Saved data entries:
//! Request validation for the prediction endpoint.
//!
//! Checks run in a fixed order and the first failure wins:
//! 1. all six required fields present (error lists every missing name);
//! 2. the four numeric fields parse as numbers (generic message, no field
//!    named);
//! 3. each numeric field lies inside its closed range (field-specific
//!    message, first violation short-circuits);
//! 4. gender is exactly "Male" or "Female";
//! 5. smoking is exactly "Yes" or "No".

use serde_json::Value;

use crate::error::CoreError;
use crate::request::{Gender, PredictionRequest, SmokingHistory};

/// Required request fields, in the order they are checked and reported.
pub const REQUIRED_FIELDS: &[&str] = &["age", "bmi", "hba1c", "blood_glucose", "gender", "smoking"];

/// Closed ranges for the numeric fields, in check order.
pub const NUMERIC_RANGES: &[(&str, f64, f64)] = &[
    ("age", 1.0, 120.0),
    ("bmi", 1.0, 100.0),
    ("hba1c", 1.0, 20.0),
    ("blood_glucose", 1.0, 1000.0),
];

/// Parse and validate a JSON request body into a [`PredictionRequest`].
pub fn parse_request(body: &Value) -> Result<PredictionRequest, CoreError> {
    let obj = body
        .as_object()
        .ok_or_else(|| CoreError::Validation("Request body must be a JSON object".into()))?;

    let missing: Vec<&str> = REQUIRED_FIELDS
        .iter()
        .filter(|name| !obj.contains_key(**name))
        .copied()
        .collect();
    if !missing.is_empty() {
        return Err(CoreError::Validation(format!(
            "Missing required fields: {}",
            missing.join(", ")
        )));
    }

    let age = parse_number(&obj["age"]);
    let bmi = parse_number(&obj["bmi"]);
    let hba1c = parse_number(&obj["hba1c"]);
    let blood_glucose = parse_number(&obj["blood_glucose"]);
    let (Some(age), Some(bmi), Some(hba1c), Some(blood_glucose)) = (age, bmi, hba1c, blood_glucose)
    else {
        return Err(CoreError::Validation(
            "Invalid numeric values provided".into(),
        ));
    };

    for &(name, min, max) in NUMERIC_RANGES {
        let value = match name {
            "age" => age,
            "bmi" => bmi,
            "hba1c" => hba1c,
            _ => blood_glucose,
        };
        if !(min..=max).contains(&value) {
            return Err(CoreError::Validation(format!(
                "{name} must be between {min} and {max}"
            )));
        }
    }

    let gender = match obj["gender"].as_str() {
        Some("Male") => Gender::Male,
        Some("Female") => Gender::Female,
        _ => {
            return Err(CoreError::Validation(
                "gender must be 'Male' or 'Female'".into(),
            ))
        }
    };

    let smoking = match obj["smoking"].as_str() {
        Some("Yes") => SmokingHistory::Yes,
        Some("No") => SmokingHistory::No,
        _ => return Err(CoreError::Validation("smoking must be 'Yes' or 'No'".into())),
    };

    Ok(PredictionRequest {
        age,
        bmi,
        hba1c,
        blood_glucose,
        gender,
        smoking,
    })
}

/// Extract a float from a JSON value, accepting numbers and numeric strings
/// (the upstream clients send both).
fn parse_number(value: &Value) -> Option<f64> {
    match value {
        Value::Number(n) => n.as_f64(),
        Value::String(s) => s.trim().parse::<f64>().ok(),
        _ => None,
    }
}

#[cfg(test)]
mod tests {
    use super::*;
    use assert_matches::assert_matches;
    use serde_json::json;

    fn valid_body() -> Value {
        json!({
            "age": 45,
            "bmi": 27.5,
            "hba1c": 6.1,
            "blood_glucose": 130,
            "gender": "Female",
            "smoking": "No",
        })
    }

    #[test]
    fn accepts_a_fully_valid_body() {
        let req = parse_request(&valid_body()).unwrap();
        assert_eq!(req.age, 45.0);
        assert_eq!(req.bmi, 27.5);
        assert_eq!(req.gender, Gender::Female);
        assert_eq!(req.smoking, SmokingHistory::No);
    }

    #[test]
    fn accepts_numeric_strings() {
        let mut body = valid_body();
        body["age"] = json!("45");
        body["blood_glucose"] = json!(" 130.5 ");
        let req = parse_request(&body).unwrap();
        assert_eq!(req.age, 45.0);
        assert_eq!(req.blood_glucose, 130.5);
    }

    #[test]
    fn rejects_non_object_bodies() {
        assert_matches!(parse_request(&json!([1, 2])), Err(CoreError::Validation(_)));
        assert_matches!(parse_request(&json!("text")), Err(CoreError::Validation(_)));
    }

    #[test]
    fn missing_fields_are_listed_by_name() {
        let mut body = valid_body();
        body.as_object_mut().unwrap().remove("bmi");
        body.as_object_mut().unwrap().remove("smoking");
        let err = parse_request(&body).unwrap_err();
        let msg = err.to_string();
        assert!(msg.contains("Missing required fields"));
        assert!(msg.contains("bmi"));
        assert!(msg.contains("smoking"));
        assert!(!msg.contains("age"));
    }

    #[test]
    fn unparseable_numbers_get_a_generic_message() {
        let mut body = valid_body();
        body["bmi"] = json!("heavy");
        let err = parse_request(&body).unwrap_err();
        assert_eq!(err.to_string(), "Invalid numeric values provided");

        let mut body = valid_body();
        body["age"] = json!(null);
        let err = parse_request(&body).unwrap_err();
        assert_eq!(err.to_string(), "Invalid numeric values provided");
    }

    #[test]
    fn range_bounds_are_inclusive() {
        for &(name, min, max) in NUMERIC_RANGES {
            let mut body = valid_body();
            body[name] = json!(min);
            assert!(parse_request(&body).is_ok(), "{name} at min must pass");
            body[name] = json!(max);
            assert!(parse_request(&body).is_ok(), "{name} at max must pass");
        }
    }

    #[test]
    fn out_of_range_values_name_the_field() {
        let cases = [
            ("age", 0.0),
            ("age", 121.0),
            ("bmi", 0.0),
            ("hba1c", 21.0),
            ("blood_glucose", 1001.0),
        ];
        for (name, value) in cases {
            let mut body = valid_body();
            body[name] = json!(value);
            let err = parse_request(&body).unwrap_err();
            assert!(
                err.to_string().starts_with(name),
                "expected message for {name}={value} to name the field, got: {err}"
            );
        }
    }

    #[test]
    fn first_out_of_range_field_short_circuits() {
        let mut body = valid_body();
        body["age"] = json!(0);
        body["bmi"] = json!(0);
        let err = parse_request(&body).unwrap_err();
        assert!(err.to_string().starts_with("age"));
    }

    #[test]
    fn rejects_unknown_gender_and_smoking_values() {
        let mut body = valid_body();
        body["gender"] = json!("Other");
        assert_matches!(parse_request(&body), Err(CoreError::Validation(_)));

        let mut body = valid_body();
        body["smoking"] = json!("Maybe");
        assert_matches!(parse_request(&body), Err(CoreError::Validation(_)));

        // Case matters.
        let mut body = valid_body();
        body["gender"] = json!("male");
        assert_matches!(parse_request(&body), Err(CoreError::Validation(_)));
    }
}
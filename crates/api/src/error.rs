use axum::http::StatusCode;
use axum::response::{IntoResponse, Response};
use glucospect_core::error::CoreError;

use crate::response::StatusMessage;

/// Application-level error type for HTTP handlers.
///
/// Wraps [`CoreError`] for domain errors and adds HTTP-specific variants.
/// Implements [`IntoResponse`] to produce the uniform
/// `{ "status": "error", "message": ... }` envelope. Internal detail is
/// logged server-side and never leaks into the response body.
#[derive(Debug, thiserror::Error)]
pub enum AppError {
    /// A domain-level error from `glucospect_core`.
    #[error(transparent)]
    Core(#[from] CoreError),

    /// A database error from sqlx.
    #[error("Database error: {0}")]
    Database(#[from] sqlx::Error),
}

/// Convenience type alias for handler return values.
pub type AppResult<T> = Result<T, AppError>;

impl IntoResponse for AppError {
    fn into_response(self) -> Response {
        let (status, message) = match &self {
            AppError::Core(core) => match core {
                CoreError::NotFound { entity, id } => (
                    StatusCode::NOT_FOUND,
                    format!("{entity} with id {id} not found"),
                ),
                CoreError::Validation(msg) => (StatusCode::BAD_REQUEST, msg.clone()),
                CoreError::Internal(msg) => {
                    tracing::error!(error = %msg, "Internal core error");
                    (
                        StatusCode::INTERNAL_SERVER_ERROR,
                        "An internal error occurred".to_string(),
                    )
                }
            },

            AppError::Database(err) => {
                tracing::error!(error = %err, "Database error");
                (
                    StatusCode::INTERNAL_SERVER_ERROR,
                    "A storage error occurred".to_string(),
                )
            }
        };

        (status, axum::Json(StatusMessage::error(message))).into_response()
    }
}
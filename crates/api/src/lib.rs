//! Glucospect API server library.
//!
//! Exposes config, state, error handling, and routes so integration tests
//! and the binary entrypoint can both build the same application.

pub mod config;
pub mod error;
pub mod handlers;
pub mod response;
pub mod routes;
pub mod state;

- **ABOUT THIS EXERCISE**: Which lines of the entries above contain the string "filename"? Copy each one.

- **OUTPUT OF THE TASK**:
filename crates/api/src/error.rs
filename crates/api/src/lib.rs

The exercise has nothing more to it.